Extracted data
=== Section Start ===
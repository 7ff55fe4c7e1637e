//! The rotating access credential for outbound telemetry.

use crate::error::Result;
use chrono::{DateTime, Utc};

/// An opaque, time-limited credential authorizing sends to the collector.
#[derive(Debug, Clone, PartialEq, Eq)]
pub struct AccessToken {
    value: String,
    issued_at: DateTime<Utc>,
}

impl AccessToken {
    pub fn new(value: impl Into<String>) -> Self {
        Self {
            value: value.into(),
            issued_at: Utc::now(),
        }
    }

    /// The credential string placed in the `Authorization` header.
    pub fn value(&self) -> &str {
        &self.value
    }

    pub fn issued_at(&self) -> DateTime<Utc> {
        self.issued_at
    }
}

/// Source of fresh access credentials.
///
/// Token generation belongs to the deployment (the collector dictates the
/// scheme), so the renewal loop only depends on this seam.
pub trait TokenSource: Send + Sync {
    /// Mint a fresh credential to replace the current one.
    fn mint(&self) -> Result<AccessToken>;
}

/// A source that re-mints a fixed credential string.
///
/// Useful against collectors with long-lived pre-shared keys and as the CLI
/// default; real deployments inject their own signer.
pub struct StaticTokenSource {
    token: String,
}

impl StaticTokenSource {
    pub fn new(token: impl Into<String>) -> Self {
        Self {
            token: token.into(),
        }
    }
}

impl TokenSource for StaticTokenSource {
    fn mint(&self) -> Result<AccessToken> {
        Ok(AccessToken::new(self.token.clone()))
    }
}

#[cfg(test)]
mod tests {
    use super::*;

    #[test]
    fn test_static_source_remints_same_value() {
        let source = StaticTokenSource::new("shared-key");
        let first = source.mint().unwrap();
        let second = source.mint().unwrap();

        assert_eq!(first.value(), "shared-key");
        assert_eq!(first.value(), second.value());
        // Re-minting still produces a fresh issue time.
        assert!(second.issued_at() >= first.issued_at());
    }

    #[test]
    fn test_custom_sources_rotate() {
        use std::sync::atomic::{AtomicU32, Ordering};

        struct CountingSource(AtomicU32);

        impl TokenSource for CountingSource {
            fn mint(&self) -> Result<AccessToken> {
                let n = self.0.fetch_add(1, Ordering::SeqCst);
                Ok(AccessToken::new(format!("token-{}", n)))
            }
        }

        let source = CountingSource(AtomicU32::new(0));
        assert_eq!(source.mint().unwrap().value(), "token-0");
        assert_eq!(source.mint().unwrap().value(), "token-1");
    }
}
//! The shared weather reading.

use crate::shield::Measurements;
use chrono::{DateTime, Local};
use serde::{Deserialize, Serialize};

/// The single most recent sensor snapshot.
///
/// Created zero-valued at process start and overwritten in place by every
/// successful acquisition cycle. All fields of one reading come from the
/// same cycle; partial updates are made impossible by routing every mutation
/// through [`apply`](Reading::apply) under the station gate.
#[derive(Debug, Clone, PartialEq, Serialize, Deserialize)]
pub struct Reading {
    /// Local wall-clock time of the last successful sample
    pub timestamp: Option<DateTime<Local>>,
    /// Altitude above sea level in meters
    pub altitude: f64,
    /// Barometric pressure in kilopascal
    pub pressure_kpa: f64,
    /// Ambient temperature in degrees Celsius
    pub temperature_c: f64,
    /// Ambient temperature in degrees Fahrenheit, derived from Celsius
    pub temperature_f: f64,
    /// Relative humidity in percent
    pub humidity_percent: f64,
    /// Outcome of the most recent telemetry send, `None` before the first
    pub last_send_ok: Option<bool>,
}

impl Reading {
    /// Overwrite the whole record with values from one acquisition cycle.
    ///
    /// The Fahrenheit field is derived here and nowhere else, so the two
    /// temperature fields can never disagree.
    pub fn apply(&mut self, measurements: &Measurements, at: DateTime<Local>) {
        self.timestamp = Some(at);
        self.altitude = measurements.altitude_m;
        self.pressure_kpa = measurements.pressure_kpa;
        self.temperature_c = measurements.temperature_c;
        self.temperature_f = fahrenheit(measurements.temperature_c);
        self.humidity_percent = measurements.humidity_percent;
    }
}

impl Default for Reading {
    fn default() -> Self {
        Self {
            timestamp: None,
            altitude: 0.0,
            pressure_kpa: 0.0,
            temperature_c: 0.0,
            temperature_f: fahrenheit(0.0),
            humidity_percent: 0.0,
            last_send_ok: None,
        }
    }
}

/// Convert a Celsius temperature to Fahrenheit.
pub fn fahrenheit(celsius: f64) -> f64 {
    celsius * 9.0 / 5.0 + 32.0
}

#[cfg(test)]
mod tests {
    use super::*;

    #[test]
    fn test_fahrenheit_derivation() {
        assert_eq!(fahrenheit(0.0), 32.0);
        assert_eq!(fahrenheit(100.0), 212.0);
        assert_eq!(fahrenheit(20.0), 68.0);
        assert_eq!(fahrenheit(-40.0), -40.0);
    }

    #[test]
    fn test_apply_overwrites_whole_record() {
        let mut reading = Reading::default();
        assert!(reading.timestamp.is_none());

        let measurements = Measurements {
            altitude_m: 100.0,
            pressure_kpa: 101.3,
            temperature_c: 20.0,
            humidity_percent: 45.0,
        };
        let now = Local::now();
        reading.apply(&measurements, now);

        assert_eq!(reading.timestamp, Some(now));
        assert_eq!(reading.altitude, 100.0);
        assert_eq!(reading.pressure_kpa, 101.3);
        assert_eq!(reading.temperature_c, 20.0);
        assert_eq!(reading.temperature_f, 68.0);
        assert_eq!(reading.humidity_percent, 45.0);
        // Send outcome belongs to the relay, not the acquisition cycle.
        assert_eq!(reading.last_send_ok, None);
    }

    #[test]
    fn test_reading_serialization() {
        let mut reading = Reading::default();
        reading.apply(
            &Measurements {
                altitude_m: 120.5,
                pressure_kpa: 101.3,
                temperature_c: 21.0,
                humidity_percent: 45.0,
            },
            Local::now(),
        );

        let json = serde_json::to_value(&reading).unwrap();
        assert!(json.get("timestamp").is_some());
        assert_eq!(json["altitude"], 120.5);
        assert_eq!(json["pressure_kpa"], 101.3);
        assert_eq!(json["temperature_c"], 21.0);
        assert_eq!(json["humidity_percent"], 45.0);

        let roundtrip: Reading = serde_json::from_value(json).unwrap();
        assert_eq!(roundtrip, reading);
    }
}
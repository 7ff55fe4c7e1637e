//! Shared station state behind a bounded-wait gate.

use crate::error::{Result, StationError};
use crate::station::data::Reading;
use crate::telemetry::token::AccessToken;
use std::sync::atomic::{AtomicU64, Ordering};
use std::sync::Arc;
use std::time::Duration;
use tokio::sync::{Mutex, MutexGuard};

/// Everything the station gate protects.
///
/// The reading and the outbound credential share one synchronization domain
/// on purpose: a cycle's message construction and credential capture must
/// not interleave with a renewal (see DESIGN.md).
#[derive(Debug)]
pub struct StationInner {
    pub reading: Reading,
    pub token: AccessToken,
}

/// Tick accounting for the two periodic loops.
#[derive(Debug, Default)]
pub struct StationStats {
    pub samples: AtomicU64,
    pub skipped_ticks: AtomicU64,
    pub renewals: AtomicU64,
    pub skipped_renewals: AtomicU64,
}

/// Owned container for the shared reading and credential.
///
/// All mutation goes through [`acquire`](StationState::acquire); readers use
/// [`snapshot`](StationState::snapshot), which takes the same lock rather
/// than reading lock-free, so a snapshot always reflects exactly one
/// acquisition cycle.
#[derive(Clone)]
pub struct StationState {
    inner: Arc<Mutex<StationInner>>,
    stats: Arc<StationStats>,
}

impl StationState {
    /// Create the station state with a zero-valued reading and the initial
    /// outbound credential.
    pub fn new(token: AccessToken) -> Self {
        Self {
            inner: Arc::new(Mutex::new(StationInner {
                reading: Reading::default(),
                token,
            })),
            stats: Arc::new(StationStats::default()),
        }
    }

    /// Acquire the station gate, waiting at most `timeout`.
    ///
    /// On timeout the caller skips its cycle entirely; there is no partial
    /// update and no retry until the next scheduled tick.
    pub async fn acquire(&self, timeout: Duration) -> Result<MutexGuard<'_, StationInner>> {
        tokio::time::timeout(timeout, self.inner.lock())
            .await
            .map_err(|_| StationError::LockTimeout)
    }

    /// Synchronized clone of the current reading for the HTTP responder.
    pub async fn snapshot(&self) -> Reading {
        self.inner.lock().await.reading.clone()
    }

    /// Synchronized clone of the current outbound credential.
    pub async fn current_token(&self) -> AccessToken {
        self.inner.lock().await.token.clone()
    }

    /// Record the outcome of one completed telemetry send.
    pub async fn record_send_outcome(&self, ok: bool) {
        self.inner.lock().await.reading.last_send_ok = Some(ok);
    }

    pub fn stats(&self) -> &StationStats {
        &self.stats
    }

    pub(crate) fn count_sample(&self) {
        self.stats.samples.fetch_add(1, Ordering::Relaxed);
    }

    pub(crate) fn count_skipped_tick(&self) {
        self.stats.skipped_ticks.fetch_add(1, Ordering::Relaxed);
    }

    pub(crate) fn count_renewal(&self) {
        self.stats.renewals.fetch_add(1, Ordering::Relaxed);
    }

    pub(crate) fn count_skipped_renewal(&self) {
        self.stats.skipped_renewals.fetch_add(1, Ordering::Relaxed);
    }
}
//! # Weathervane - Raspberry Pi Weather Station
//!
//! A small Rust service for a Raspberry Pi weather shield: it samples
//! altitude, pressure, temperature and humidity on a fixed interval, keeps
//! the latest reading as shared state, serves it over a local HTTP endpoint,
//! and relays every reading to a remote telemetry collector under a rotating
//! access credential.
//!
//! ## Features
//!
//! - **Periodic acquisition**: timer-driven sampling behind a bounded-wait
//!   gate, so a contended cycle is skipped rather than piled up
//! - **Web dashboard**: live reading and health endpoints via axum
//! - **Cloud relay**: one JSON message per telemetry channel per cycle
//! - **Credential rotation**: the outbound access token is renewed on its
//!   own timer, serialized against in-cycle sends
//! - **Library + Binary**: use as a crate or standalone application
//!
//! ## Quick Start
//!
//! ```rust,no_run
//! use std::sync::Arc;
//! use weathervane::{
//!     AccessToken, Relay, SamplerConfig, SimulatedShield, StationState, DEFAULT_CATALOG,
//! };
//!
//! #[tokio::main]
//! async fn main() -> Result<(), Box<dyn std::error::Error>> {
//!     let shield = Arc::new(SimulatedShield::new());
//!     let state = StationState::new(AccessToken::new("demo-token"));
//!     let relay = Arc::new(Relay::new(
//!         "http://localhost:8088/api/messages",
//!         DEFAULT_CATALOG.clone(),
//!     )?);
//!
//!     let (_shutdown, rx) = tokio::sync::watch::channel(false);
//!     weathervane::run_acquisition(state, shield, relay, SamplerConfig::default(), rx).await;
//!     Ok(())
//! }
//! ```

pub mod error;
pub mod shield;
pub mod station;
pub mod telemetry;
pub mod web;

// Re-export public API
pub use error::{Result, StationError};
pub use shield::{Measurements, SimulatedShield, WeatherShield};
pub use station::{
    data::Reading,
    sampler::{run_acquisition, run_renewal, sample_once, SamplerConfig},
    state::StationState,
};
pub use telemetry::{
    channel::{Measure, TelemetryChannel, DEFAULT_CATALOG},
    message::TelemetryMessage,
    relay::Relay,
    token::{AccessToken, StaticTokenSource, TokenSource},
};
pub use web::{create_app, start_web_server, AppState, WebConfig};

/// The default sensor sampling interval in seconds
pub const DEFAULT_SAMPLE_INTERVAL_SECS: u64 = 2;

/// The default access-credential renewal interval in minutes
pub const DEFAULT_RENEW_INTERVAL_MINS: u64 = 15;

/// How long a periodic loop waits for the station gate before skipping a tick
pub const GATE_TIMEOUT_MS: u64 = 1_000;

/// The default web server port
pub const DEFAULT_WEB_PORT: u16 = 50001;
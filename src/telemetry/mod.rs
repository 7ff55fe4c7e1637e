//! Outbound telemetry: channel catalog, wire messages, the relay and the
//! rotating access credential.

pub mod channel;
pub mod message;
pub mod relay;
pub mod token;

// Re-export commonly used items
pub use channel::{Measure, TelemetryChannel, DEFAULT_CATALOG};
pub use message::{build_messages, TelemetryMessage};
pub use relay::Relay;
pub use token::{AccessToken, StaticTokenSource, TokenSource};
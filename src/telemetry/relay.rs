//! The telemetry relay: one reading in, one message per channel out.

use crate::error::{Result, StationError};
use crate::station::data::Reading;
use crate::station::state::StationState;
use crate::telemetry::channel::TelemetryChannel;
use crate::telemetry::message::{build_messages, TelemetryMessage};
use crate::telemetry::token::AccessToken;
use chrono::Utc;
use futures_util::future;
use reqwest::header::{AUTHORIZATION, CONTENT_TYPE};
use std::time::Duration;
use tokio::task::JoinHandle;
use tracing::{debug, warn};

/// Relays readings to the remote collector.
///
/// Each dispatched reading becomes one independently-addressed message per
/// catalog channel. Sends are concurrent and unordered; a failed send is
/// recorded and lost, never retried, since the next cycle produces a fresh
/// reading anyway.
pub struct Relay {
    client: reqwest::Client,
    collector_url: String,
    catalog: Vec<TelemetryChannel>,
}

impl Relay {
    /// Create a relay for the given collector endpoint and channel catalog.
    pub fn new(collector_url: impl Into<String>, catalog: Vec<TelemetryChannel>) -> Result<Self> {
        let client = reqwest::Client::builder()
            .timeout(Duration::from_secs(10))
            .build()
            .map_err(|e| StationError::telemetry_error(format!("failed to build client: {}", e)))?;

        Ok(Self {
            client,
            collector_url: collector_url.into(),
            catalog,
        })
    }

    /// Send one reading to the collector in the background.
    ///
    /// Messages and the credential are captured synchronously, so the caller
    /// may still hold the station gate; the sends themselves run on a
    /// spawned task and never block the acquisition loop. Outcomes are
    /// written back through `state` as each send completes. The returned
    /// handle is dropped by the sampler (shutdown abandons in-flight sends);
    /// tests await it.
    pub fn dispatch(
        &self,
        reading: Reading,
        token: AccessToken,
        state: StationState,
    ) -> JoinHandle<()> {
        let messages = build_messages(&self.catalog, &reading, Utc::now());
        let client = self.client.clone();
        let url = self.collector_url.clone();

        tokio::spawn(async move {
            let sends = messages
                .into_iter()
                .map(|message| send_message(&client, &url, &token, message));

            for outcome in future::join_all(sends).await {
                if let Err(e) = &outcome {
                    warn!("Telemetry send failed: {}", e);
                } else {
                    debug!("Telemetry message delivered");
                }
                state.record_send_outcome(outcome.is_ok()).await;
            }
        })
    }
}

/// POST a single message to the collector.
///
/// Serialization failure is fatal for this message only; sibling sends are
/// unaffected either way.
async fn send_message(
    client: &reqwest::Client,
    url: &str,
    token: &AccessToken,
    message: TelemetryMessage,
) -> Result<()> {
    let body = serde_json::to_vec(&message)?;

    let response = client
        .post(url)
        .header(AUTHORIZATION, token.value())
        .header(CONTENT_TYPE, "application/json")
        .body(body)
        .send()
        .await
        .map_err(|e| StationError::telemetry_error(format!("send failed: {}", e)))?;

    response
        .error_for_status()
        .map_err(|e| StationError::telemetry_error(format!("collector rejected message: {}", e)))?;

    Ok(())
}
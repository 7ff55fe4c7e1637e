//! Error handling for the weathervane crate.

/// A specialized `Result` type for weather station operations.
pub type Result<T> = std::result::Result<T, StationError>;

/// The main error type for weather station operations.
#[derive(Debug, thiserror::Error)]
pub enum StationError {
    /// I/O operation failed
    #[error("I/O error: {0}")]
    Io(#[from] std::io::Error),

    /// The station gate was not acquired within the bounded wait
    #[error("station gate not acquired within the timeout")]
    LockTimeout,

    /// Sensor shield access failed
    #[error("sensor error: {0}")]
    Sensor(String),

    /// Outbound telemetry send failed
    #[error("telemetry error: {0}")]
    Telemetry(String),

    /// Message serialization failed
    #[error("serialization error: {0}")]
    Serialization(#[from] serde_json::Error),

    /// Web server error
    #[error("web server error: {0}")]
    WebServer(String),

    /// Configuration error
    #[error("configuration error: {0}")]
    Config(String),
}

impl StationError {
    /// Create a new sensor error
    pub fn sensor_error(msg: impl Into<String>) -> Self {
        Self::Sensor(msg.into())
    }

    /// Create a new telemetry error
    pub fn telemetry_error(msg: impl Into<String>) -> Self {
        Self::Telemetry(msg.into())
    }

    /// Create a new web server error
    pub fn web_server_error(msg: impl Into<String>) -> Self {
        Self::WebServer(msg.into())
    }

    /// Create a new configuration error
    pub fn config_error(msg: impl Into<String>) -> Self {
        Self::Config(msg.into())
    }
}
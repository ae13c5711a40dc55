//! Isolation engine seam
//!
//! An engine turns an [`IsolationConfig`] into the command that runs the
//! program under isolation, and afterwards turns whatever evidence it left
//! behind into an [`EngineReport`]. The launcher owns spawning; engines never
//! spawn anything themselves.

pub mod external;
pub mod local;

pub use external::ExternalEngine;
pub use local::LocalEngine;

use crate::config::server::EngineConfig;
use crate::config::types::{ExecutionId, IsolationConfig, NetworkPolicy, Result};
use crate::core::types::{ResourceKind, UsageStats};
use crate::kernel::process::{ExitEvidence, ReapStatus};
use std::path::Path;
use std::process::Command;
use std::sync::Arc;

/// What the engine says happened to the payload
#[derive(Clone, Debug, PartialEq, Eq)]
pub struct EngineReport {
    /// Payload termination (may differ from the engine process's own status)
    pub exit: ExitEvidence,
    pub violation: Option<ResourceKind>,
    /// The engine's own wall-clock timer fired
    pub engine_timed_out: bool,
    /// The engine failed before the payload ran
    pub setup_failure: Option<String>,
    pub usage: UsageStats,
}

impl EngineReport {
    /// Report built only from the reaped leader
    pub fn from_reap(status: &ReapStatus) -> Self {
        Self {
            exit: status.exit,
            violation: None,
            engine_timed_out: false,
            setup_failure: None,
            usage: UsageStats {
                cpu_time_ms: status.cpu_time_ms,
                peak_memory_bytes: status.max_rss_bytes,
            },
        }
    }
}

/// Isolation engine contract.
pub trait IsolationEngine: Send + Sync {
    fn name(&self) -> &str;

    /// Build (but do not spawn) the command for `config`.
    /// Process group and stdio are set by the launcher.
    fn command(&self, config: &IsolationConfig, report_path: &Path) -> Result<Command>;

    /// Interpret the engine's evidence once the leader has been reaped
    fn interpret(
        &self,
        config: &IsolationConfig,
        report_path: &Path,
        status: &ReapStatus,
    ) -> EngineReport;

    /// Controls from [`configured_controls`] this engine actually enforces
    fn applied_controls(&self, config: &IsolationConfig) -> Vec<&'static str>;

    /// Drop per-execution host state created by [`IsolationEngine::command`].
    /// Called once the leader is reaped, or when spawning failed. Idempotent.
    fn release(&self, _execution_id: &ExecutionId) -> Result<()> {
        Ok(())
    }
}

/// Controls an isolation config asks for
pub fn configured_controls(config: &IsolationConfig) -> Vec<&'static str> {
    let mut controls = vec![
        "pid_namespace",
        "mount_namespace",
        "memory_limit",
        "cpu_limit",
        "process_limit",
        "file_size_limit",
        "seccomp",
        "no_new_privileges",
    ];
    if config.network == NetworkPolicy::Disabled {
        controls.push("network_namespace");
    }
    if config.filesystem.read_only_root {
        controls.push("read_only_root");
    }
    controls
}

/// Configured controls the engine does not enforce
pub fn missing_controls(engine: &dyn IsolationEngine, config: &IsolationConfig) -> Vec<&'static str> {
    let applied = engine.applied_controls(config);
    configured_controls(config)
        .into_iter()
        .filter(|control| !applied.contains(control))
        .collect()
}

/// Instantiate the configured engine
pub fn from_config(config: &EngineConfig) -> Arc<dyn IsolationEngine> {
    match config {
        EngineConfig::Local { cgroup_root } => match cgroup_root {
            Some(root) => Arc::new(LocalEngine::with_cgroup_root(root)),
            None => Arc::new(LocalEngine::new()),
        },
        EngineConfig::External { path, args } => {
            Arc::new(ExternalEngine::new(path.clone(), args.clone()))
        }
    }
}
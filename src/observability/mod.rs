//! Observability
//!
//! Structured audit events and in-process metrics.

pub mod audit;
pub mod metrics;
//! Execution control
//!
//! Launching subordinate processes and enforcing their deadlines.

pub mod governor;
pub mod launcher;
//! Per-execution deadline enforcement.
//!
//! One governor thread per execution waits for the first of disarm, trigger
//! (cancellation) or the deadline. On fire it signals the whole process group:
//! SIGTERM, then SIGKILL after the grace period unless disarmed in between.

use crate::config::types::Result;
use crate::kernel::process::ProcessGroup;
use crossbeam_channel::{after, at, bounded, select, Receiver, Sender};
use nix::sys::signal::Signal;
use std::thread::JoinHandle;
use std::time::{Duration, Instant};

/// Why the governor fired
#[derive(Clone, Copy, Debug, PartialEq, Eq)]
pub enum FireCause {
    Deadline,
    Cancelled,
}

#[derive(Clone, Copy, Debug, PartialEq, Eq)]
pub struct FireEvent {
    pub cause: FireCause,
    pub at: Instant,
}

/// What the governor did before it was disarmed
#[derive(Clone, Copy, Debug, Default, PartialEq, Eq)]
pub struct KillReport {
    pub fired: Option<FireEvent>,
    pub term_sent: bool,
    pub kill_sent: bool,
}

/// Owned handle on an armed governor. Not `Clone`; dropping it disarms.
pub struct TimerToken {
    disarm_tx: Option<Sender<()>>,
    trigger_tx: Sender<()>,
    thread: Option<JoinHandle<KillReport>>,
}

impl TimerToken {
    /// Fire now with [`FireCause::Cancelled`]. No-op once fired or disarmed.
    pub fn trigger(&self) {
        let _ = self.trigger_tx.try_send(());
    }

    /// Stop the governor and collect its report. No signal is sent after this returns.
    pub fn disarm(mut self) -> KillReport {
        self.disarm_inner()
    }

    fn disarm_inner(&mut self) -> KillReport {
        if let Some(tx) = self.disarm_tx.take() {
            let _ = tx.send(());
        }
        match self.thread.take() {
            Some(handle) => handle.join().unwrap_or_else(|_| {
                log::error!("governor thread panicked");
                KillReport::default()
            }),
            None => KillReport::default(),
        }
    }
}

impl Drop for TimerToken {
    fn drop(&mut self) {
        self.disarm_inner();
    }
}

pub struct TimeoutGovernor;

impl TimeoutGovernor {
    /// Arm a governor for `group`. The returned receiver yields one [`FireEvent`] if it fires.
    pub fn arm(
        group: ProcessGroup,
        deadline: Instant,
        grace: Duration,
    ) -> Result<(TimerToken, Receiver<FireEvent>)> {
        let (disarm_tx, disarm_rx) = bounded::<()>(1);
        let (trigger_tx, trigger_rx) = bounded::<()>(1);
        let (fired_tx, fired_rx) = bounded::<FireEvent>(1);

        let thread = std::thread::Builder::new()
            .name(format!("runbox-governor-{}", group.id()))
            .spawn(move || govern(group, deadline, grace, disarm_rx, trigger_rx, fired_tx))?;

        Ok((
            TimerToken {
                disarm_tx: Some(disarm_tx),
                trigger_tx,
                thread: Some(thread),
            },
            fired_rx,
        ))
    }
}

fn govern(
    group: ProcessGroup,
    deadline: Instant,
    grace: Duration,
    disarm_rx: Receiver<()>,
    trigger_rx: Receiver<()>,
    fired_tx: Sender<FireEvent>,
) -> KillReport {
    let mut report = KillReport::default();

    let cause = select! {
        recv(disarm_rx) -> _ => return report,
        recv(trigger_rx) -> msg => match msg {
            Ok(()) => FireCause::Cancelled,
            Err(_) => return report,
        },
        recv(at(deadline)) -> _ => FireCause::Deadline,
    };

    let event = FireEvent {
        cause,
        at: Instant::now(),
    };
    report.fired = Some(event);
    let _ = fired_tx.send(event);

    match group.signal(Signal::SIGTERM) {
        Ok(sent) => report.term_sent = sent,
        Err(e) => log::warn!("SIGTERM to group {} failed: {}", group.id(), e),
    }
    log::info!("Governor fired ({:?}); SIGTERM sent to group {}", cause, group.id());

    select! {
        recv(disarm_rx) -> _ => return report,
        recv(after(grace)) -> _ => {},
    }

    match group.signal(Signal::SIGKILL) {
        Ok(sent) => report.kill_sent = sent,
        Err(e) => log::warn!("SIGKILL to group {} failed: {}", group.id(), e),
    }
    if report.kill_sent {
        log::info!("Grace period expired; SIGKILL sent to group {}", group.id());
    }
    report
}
=== Section End ===
What you will do
Report the lines above that contain "Relaxed".

Expected answer
        self.stats.samples.fetch_add(1, Ordering::Relaxed);
        self.stats.skipped_ticks.fetch_add(1, Ordering::Relaxed);
        self.stats.renewals.fetch_add(1, Ordering::Relaxed);
        self.stats.skipped_renewals.fetch_add(1, Ordering::Relaxed);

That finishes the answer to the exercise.